[This post is adapted lightly from a Facebook post I just made.]
<tl;dr> The Atlanta crime doesn't need to have been racially or sexually motivated, per se, for race or sex to have been a factor. </tl;dr>
So the other day, about a week and a half ago, I was accosted at the drug store where I was picking up some medications for the family. Harassed, really. Some fellow had come in line behind me, rather closer than six feet away. So (as is my wont) I moved forward a bit so I was halfway between him and the person in front of me. Something about that set him off and there followed a fairly dreary 30 to 45 seconds of him pointing in my face and accusing me of racism. He was Black, you see.
I'm not in need of any kind of support over this; it didn't last long, and I'm afraid I have too high an opinion of myself to be too upset by it. Mostly, I was anxious that he was breathing at me pretty heavily from close up (12 to 18 inches?). Only now, as the usual incubation period has more or less passed without any symptoms, have I gradually relaxed—about that, anyway. (And yeah, I'm aware the chances of my contracting COVID from him were pretty low—I figure about one in a thousand, something on that order. We were both masked. But I'm the sort to obsess about it a little.)
I've been thinking about that episode the last few days, though, in light of recent events in Atlanta. And it's not just about the fact that it happened, or that a police captain characterized the shooter as "having a bad day." These things are bad enough, but I think it's clear that they're bad. Few people are having trouble understanding that.
What got to me was a side line after the captain was taken out of his spokesperson role. Officials were quoted as saying that although the shooter denied a racial motive, they weren't ruling one out. And though that's not a bad thing as far as it goes, I'm concerned that it focuses on what is really a small percentage of a very large problem.

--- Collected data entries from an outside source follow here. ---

//! Hop-count shortest paths
//!
//! A Dijkstra-style relaxation where every link weighs one hop, which makes
//! it equivalent to breadth-first search. Distances are explicit paths and
//! path length is the comparison key.

use std::collections::HashMap;

use meshfault_core::{NetworkTopology, NodeId};
use tracing::{debug, trace};

use crate::error::{RoutingError, RoutingResult};
use crate::table::{DistanceTable, PathStatus};

/// Compute the shortest path from `start` to every node of `topology`
///
/// Each round finalizes the unvisited node with the shortest known path,
/// preferring the earliest one in node order on ties, then relaxes its
/// unvisited neighbors. Repeated neighbor entries are harmless because a
/// path is only replaced by a strictly shorter one. Nodes the search never
/// reaches stay [`PathStatus::Unreachable`].
///
/// # Errors
///
/// Returns [`RoutingError::InvalidInput`] if `start` is not in `topology`.
pub fn shortest_paths<T>(topology: &T, start: &NodeId) -> RoutingResult<DistanceTable>
where
    T: NetworkTopology + ?Sized,
{
    if !topology.contains(start) {
        return Err(RoutingError::InvalidInput {
            node: start.clone(),
        });
    }

    let order = topology.node_ids();
    let index: HashMap<&NodeId, usize> = order.iter().enumerate().map(|(i, id)| (id, i)).collect();

    let mut paths = vec![PathStatus::Unreachable; order.len()];
    let mut finalized = vec![false; order.len()];
    let mut unvisited: Vec<usize> = (0..order.len()).collect();
    if let Some(&i) = index.get(start) {
        paths[i] = PathStatus::Known(Vec::new());
    }

    while !unvisited.is_empty() {
        let mut best = 0;
        for (slot, &node) in unvisited.iter().enumerate().skip(1) {
            if paths[node].is_shorter_than(&paths[unvisited[best]]) {
                best = slot;
            }
        }

        let current = unvisited.remove(best);
        finalized[current] = true;

        // Everything still unvisited is at least as far as this node
        let current_path = match &paths[current] {
            PathStatus::Known(path) => path.clone(),
            PathStatus::Unreachable => {
                trace!(remaining = unvisited.len() + 1, "no further nodes reachable");
                break;
            }
        };
        trace!(node = %order[current], hops = current_path.len(), "finalized");

        for neighbor in topology.neighbors(&order[current]) {
            let Some(&n) = index.get(neighbor) else {
                continue;
            };
            if finalized[n] {
                continue;
            }

            let improves = match &paths[n] {
                PathStatus::Unreachable => true,
                PathStatus::Known(existing) => current_path.len() + 1 < existing.len(),
            };
            if improves {
                let mut candidate = current_path.clone();
                candidate.push(neighbor.clone());
                paths[n] = PathStatus::Known(candidate);
            }
        }
    }

    let entries: Vec<(NodeId, PathStatus)> = order.iter().cloned().zip(paths).collect();
    let table = DistanceTable::new(start.clone(), entries);
    debug!(
        start = %start,
        nodes = table.len(),
        reachable = table.reachable_count(),
        "computed shortest paths"
    );

    Ok(table)
}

See, as I say, most people understand that racism is a bad thing, or at the very least, they understand that it's generally viewed as a bad thing. So as far as overt expressions of racism go, they know not to do it, or if they do do it, they keep it among like-minded people. But that's just the tip of the racist (or sexist, or any otherist in general) iceberg. Underneath all of that is a much larger mass of subliminal prejudicial behavior that mostly goes unnoticed.
Maybe that fellow would have harassed me anyway, but I think he was just that little bit more likely to do it because I was Asian. Or maybe that shooter would have been up for shooting someone who wasn't Asian, or wasn't a woman, but I think he was that much more likely to do it because they were. And a million other things that happen every day, of lesser consequence, but are just a bit more likely to have happened to the people they did in fact happen to.
And what makes them so insidious is the spectre of plausible deniability, that in any individual situation, one can defend oneself sincerely and successfully against charges of bias. Only in the large, statistically, can these biases be seen.
Most of these are not racist or sexist motives per se. Most of the time, the person is not actively (consciously or otherwise) seeking out someone who fits a particular profile. But by the same token, when the situation hits them, the voice inside them that says, hey, maybe let's not escalate this—that voice is just a little bit softer when it's someone they don't sympathize with for those reasons.
That voice is inside us all (mostly). But I don't believe that this voice speaks equally in response to all people of all creeds, colors, and sexes. I certainly don't believe mine does. Oh, I don't think I'm exceptionally biased or anything; I'm quite ordinary.
But part of the reason I wasn't more upset about being called racist, I think, is that I deeply believe bias exists in us all, and it's not possible to eliminate it. We can reduce it, but there's a part of being human that makes kneejerk classification a bit too automatic. The only real way to address that irreducible core of bias, I feel, is to explicitly bend over backward to counteract it; it's just too easy, otherwise—too human—to believe, honestly, that one is free of bias. And maybe I gave this man a pass for that reason.
Or maybe I just don't like to think of myself as being upset by it. Who knows?